Do you trust him or not? If not, then why are you with him?

fluffyraggies Tue 26-Feb-13 14:24:12

If you've got your head around being able to relax about him going on a lad's night out, i think you need to be ok now about a work outing.

If he's going to cheat he'll do it what ever the label on the night out, IYSWIM?
Lad's night, stag night, work night, quick drink after the gym, catch up with an old friend night etc etc etc

Take a deep breath and let it go now OP. I know it must be hard, but you can't keep this going for ever.

Squitten Tue 26-Feb-13 14:26:40

YABVU

If you can trust him on a lads holiday, a works do shouldn't be a problem. Do you think the environment he's in has anything to do with whether or not he'll cheat? If he wanted to cheat again, he will and it doesnt matter where he is.

I think you have to decide whether you trust him or not. If you do, then you can't put restrictions on him.

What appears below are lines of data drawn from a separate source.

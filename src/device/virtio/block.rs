//! Virtio block device model.
//!
//! The device is an [`InterruptHandler`] on the virtio doorbell. When a
//! kick arrives it consumes the single available slot, services the
//! request sitting in that descriptor's buffer, and (for READ) publishes
//! the descriptor in the used slot. Faults inside the ring are logged and
//! swallowed: the driver simply sees no used entry.

use crate::device::interrupt::{HandlerOutcome, InterruptHandler};
use crate::device::memory::Memory;
use crate::device::memory_map::INTERRUPT_VIRTIO;

use super::request::{BlockOp, BlockRequest, BLK_HEADER_WORDS};
use super::ring::{RingSlot, VirtRing};
use super::{VirtioError, VIRTIO_KICK, VRING_FLAG_SET};

/// Counters for serviced traffic.
#[derive(Debug, Clone, Copy, Default, PartialEq, Eq)]
pub struct BlockStats {
    /// Events with the doorbell bit set.
    pub kicks: u64,
    /// READ requests completed.
    pub reads: u64,
    /// WRITE requests accepted.
    pub writes: u64,
    /// Requests with an unknown operation code.
    pub unsupported: u64,
    /// Kicks that found a malformed ring (bad index, nothing allocated).
    pub faults: u64,
}

/// Payload of the most recent WRITE, kept for inspection.
#[derive(Debug, Clone, PartialEq, Eq)]
pub struct WriteRecord {
    pub position: i16,
    pub data: Vec<u16>,
}

/// Placeholder-storage block device.
#[derive(Debug)]
pub struct VirtioBlk {
    ring: VirtRing,
    vector: u16,
    stats: BlockStats,
    last_write: Option<WriteRecord>,
}

impl Default for VirtioBlk {
    fn default() -> Self {
        Self::new()
    }
}

impl VirtioBlk {
    /// Device on the standard ring base and doorbell.
    pub fn new() -> Self {
        Self::with_ring(VirtRing::default(), INTERRUPT_VIRTIO)
    }

    pub fn with_ring(ring: VirtRing, vector: u16) -> Self {
        Self {
            ring,
            vector,
            stats: BlockStats::default(),
            last_write: None,
        }
    }

    /// Lay out the ring in `mem`.
    pub fn init(&self, mem: &mut Memory) {
        self.ring.init(mem);
    }

    pub fn ring(&self) -> VirtRing {
        self.ring
    }

    pub fn stats(&self) -> BlockStats {
        self.stats
    }

    pub fn last_write(&self) -> Option<&WriteRecord> {
        self.last_write.as_ref()
    }

    /// Content a READ returns for word `i` of a request at `position`.
    ///
    /// Stands in for real storage; independent of anything written.
    #[inline]
    pub fn synthesize(position: i16, i: usize) -> u16 {
        (b'0' as u16)
            .wrapping_add(position as u16)
            .wrapping_add(i as u16)
    }

    /// Handle one event on the doorbell.
    pub fn service(&mut self, mem: &mut Memory, flags: u16) -> HandlerOutcome {
        log::debug!("virtio handler: flags 0x{:04X}", flags);

        if flags & VIRTIO_KICK == 0 {
            return HandlerOutcome::Ignored;
        }
        self.stats.kicks += 1;

        let avail = self.ring.avail(mem);
        if avail.flags & VRING_FLAG_SET != 0 {
            self.ring.set_avail(mem, RingSlot { flags: 0, idx: avail.idx });

            if let Err(e) = self.service_descriptor(mem, avail.idx) {
                self.stats.faults += 1;
                log::warn!("virtio: dropped request on descriptor {}: {}", avail.idx, e);
            }
        } else {
            log::debug!("virtio: kick with empty available ring");
        }

        HandlerOutcome::Serviced
    }

    fn service_descriptor(&mut self, mem: &mut Memory, index: u16) -> Result<(), VirtioError> {
        if !self.ring.is_allocated(mem, index)? {
            self.stats.faults += 1;
            log::debug!("virtio: descriptor {} announced but not allocated", index);
            return Ok(());
        }
        self.ring.set_desc_flags(mem, index, 0)?;

        let desc = self.ring.descriptor(mem, index)?;
        let request = BlockRequest::load(mem, desc.addr);
        let capacity = desc.len.saturating_sub(BLK_HEADER_WORDS) as usize;
        let len = request.payload_len().min(capacity);
        if len < request.length as usize {
            log::warn!(
                "virtio: request length {} truncated to {} words",
                request.length,
                len
            );
        }
        let payload = BlockRequest::payload_addr(desc.addr);

        match request.op {
            BlockOp::Read => {
                BlockRequest::clear_op(mem, desc.addr);
                log::info!("virtio read pos: {} len: {}", request.position, len);

                for i in 0..len {
                    let word = Self::synthesize(request.position, i);
                    mem.set(payload.wrapping_add(i as u16), word);
                }

                self.ring.set_used(mem, RingSlot { flags: VRING_FLAG_SET, idx: index });
                // Hand the descriptor back so the driver finds its response.
                self.ring.set_desc_flags(mem, index, VRING_FLAG_SET)?;
                self.stats.reads += 1;
            }
            BlockOp::Write => {
                BlockRequest::clear_op(mem, desc.addr);
                let data = mem.read_slice(payload, len);
                let text: String = data.iter().map(|w| (*w as u8) as char).collect();
                log::info!(
                    "virtio write pos: {} len: {} buf: {:?}",
                    request.position,
                    len,
                    text
                );

                self.last_write = Some(WriteRecord { position: request.position, data });
                self.stats.writes += 1;
            }
            BlockOp::Other(code) => {
                self.stats.unsupported += 1;
                log::warn!("virtio: unsupported block operation 0x{:04X}", code);
            }
        }

        Ok(())
    }
}

impl InterruptHandler for VirtioBlk {
    fn vector(&self) -> u16 {
        self.vector
    }

    fn name(&self) -> &'static str {
        "virtio-blk"
    }

    fn handle(&mut self, mem: &mut Memory, flags: u16) -> HandlerOutcome {
        self.service(mem, flags)
    }
}

#[cfg(test)]
mod tests {
    use super::*;
    use crate::device::virtio::VRING_SIZE;

    fn setup() -> (Memory, VirtioBlk) {
        let mut mem = Memory::new();
        let blk = VirtioBlk::new();
        blk.init(&mut mem);
        (mem, blk)
    }

    /// Place a request on descriptor `index` and announce it, the way a
    /// driver does before kicking.
    fn submit(mem: &mut Memory, ring: VirtRing, index: u16, request: BlockRequest, payload: &[u16]) {
        let addr = ring.descriptor(mem, index).unwrap().addr;
        ring.set_desc_flags(mem, index, 1).unwrap();
        request.store(mem, addr);
        mem.write_slice(BlockRequest::payload_addr(addr), payload);
        ring.set_avail(mem, RingSlot { flags: 1, idx: index });
    }

    #[test]
    fn test_read_synthesizes_content() {
        let (mut mem, mut blk) = setup();
        let ring = blk.ring();
        submit(&mut mem, ring, 0, BlockRequest::read(20, 4), &[]);

        assert_eq!(blk.service(&mut mem, VIRTIO_KICK), HandlerOutcome::Serviced);

        let addr = ring.buffer_addr(0);
        let expected: Vec<u16> = (0..4).map(|i| '0' as u16 + 20 + i).collect();
        assert_eq!(mem.read_slice(BlockRequest::payload_addr(addr), 4), expected);

        // Request consumed, used slot published, descriptor handed back.
        assert_eq!(BlockRequest::load(&mem, addr).op, BlockOp::Other(0));
        assert_eq!(ring.used(&mem), RingSlot { flags: 1, idx: 0 });
        assert!(ring.is_allocated(&mem, 0).unwrap());
        assert_eq!(ring.avail(&mem).flags, 0);
        assert_eq!(blk.stats().reads, 1);
    }

    #[test]
    fn test_write_logs_without_persisting() {
        let (mut mem, mut blk) = setup();
        let ring = blk.ring();
        let payload: Vec<u16> = "hello".bytes().map(u16::from).collect();
        submit(&mut mem, ring, 3, BlockRequest::write(10, 5), &payload);

        assert_eq!(blk.service(&mut mem, VIRTIO_KICK), HandlerOutcome::Serviced);

        assert_eq!(
            blk.last_write(),
            Some(&WriteRecord { position: 10, data: payload })
        );
        // No used entry and the descriptor is free again.
        assert_eq!(ring.used(&mem), RingSlot::default());
        assert!(!ring.is_allocated(&mem, 3).unwrap());
        assert_eq!(blk.stats().writes, 1);

        // A READ at the same spot still yields synthesized content.
        submit(&mut mem, ring, 0, BlockRequest::read(10, 5), &[]);
        blk.service(&mut mem, VIRTIO_KICK);
        let got = mem.read_slice(BlockRequest::payload_addr(ring.buffer_addr(0)), 5);
        assert_eq!(got, (0..5).map(|i| VirtioBlk::synthesize(10, i)).collect::<Vec<_>>());
    }

    #[test]
    fn test_without_doorbell_is_ignored() {
        let (mut mem, mut blk) = setup();
        let ring = blk.ring();
        submit(&mut mem, ring, 0, BlockRequest::read(0, 1), &[]);

        assert_eq!(blk.service(&mut mem, 0x0002), HandlerOutcome::Ignored);
        // Nothing consumed.
        assert_eq!(ring.avail(&mem).flags, 1);
        assert_eq!(blk.stats().kicks, 0);
    }

    #[test]
    fn test_kick_with_empty_available_ring() {
        let (mut mem, mut blk) = setup();
        assert_eq!(blk.service(&mut mem, VIRTIO_KICK), HandlerOutcome::Serviced);
        assert_eq!(blk.ring().used(&mem), RingSlot::default());
    }

    #[test]
    fn test_unallocated_descriptor_is_skipped() {
        let (mut mem, mut blk) = setup();
        let ring = blk.ring();
        BlockRequest::read(1, 1).store(&mut mem, ring.buffer_addr(2));
        ring.set_avail(&mut mem, RingSlot { flags: 1, idx: 2 });

        blk.service(&mut mem, VIRTIO_KICK);
        assert_eq!(ring.used(&mem), RingSlot::default());
        assert_eq!(blk.stats().faults, 1);
    }

    #[test]
    fn test_out_of_range_avail_index() {
        let (mut mem, mut blk) = setup();
        let ring = blk.ring();
        ring.set_avail(&mut mem, RingSlot { flags: 1, idx: VRING_SIZE + 5 });

        assert_eq!(blk.service(&mut mem, VIRTIO_KICK), HandlerOutcome::Serviced);
        assert_eq!(blk.stats().faults, 1);
        assert_eq!(ring.allocated(&mem), 0);
    }

    #[test]
    fn test_oversized_read_is_truncated() {
        let (mut mem, mut blk) = setup();
        let ring = blk.ring();
        submit(&mut mem, ring, 0, BlockRequest::read(0, 200), &[]);
        blk.service(&mut mem, VIRTIO_KICK);

        // Descriptor 1's buffer starts right after descriptor 0's.
        let next_buffer = ring.buffer_addr(1);
        assert_eq!(mem.get(next_buffer), 0);
        assert_eq!(mem.get(next_buffer - 1), VirtioBlk::synthesize(0, 28));
    }

    #[test]
    fn test_unsupported_operation() {
        let (mut mem, mut blk) = setup();
        let ring = blk.ring();
        let request = BlockRequest { op: BlockOp::Other(9), position: 0, length: 1 };
        submit(&mut mem, ring, 0, request, &[]);

        blk.service(&mut mem, VIRTIO_KICK);
        assert_eq!(blk.stats().unsupported, 1);
        assert!(!ring.is_allocated(&mem, 0).unwrap());
        assert_eq!(ring.used(&mem), RingSlot::default());
    }
}
//! The CPU: fetch, decode, execute.
//!
//! One [`Cpu::step`] is one instruction:
//!
//! ```text
//!  fetch  word = bus.read(PC); PC += 1
//!  decode Instruction::decode(word)
//!  exec   Executor::execute -> Continue | Halt | Abort
//! ```
//!
//! The fetch goes through the bus like any other load, so fetching from
//! KBSR polls the keyboard. Once halted or aborted the CPU stays stopped
//! until [`Cpu::reset`].

use crate::device::bus::Bus;

use super::decode::{Instruction, Opcode};
use super::execute::Executor;
use super::state::{Registers, RunState};
use super::traits::{ExecuteResult, VmError};

/// Result of one [`Cpu::step`].
#[derive(Debug, Clone, Copy, PartialEq, Eq)]
pub enum StepResult {
    /// Instruction retired, keep going.
    Continue,
    /// The CPU is not running (now or already).
    Stopped(RunState),
}

/// Instruction that caused an abort.
#[derive(Debug, Clone, Copy, PartialEq, Eq)]
pub struct Fault {
    pub opcode: Opcode,
    /// Address of the offending instruction.
    pub pc: u16,
}

/// Architectural state plus run bookkeeping.
#[derive(Debug, Clone, Default)]
pub struct Cpu {
    regs: Registers,
    state: RunState,
    steps: u64,
    trace: bool,
    fault: Option<Fault>,
}

impl Cpu {
    /// CPU about to fetch from `pc_start`, condition code P.
    pub fn new(pc_start: u16) -> Self {
        Self {
            regs: Registers::new(pc_start),
            ..Self::default()
        }
    }

    /// Clear registers and counters and start again at `pc_start`.
    pub fn reset(&mut self, pc_start: u16) {
        let trace = self.trace;
        *self = Self::new(pc_start);
        self.trace = trace;
    }

    /// Log every retired instruction at `trace` level.
    pub fn set_trace(&mut self, trace: bool) {
        self.trace = trace;
    }

    pub fn registers(&self) -> &Registers {
        &self.regs
    }

    pub fn registers_mut(&mut self) -> &mut Registers {
        &mut self.regs
    }

    pub fn state(&self) -> RunState {
        self.state
    }

    pub fn is_running(&self) -> bool {
        self.state == RunState::Running
    }

    /// Instructions executed since the last reset.
    pub fn steps(&self) -> u64 {
        self.steps
    }

    pub fn fault(&self) -> Option<Fault> {
        self.fault
    }

    /// Execute one instruction.
    pub fn step(&mut self, bus: &mut Bus) -> Result<StepResult, VmError> {
        if !self.is_running() {
            return Ok(StepResult::Stopped(self.state));
        }

        let pc = self.regs.pc;
        let word = bus.read(pc);
        self.regs.pc = pc.wrapping_add(1);

        let instr = Instruction::decode(word);
        if self.trace {
            log::trace!("0x{:04X}: {:04X}  {}", pc, word, instr);
        }

        let result = Executor::execute(instr, &mut self.regs, bus)?;
        self.steps += 1;

        match result {
            ExecuteResult::Continue => Ok(StepResult::Continue),
            ExecuteResult::Halt => {
                log::info!("halted at 0x{:04X} after {} instructions", pc, self.steps);
                self.state = RunState::Halted;
                Ok(StepResult::Stopped(self.state))
            }
            ExecuteResult::Abort { opcode } => {
                log::error!("bad opcode {:?} (0x{:04X}) at 0x{:04X}", opcode, word, pc);
                self.fault = Some(Fault { opcode, pc });
                self.state = RunState::Aborted;
                Ok(StepResult::Stopped(self.state))
            }
        }
    }
}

You need to get over yourself, and fast. No one will put up with a partner constantly whining and issuing commands for long; he'll either have more affairs or just dump you.

I agree with mummymeister
I would certainly not put up with my OH telling me I couldn't go out with work colleagues.
Blimey, he's a lot more likely to cheat, and cheat properly on a lads holiday!
He will get fed up with being controlled so tightly and he will leave in the end if you don't sort it out.

Sugarice Tue 26-Feb-13 14:27:40

Will you consider ending your relationship if he ignores your request not to go?

Honestly? Its not really an issue whether you "see the need" for him to see certain friends.

It really sounds as though you are punishing him, rather than you dont trust him which suggests you havent forgiven him and moved on at all.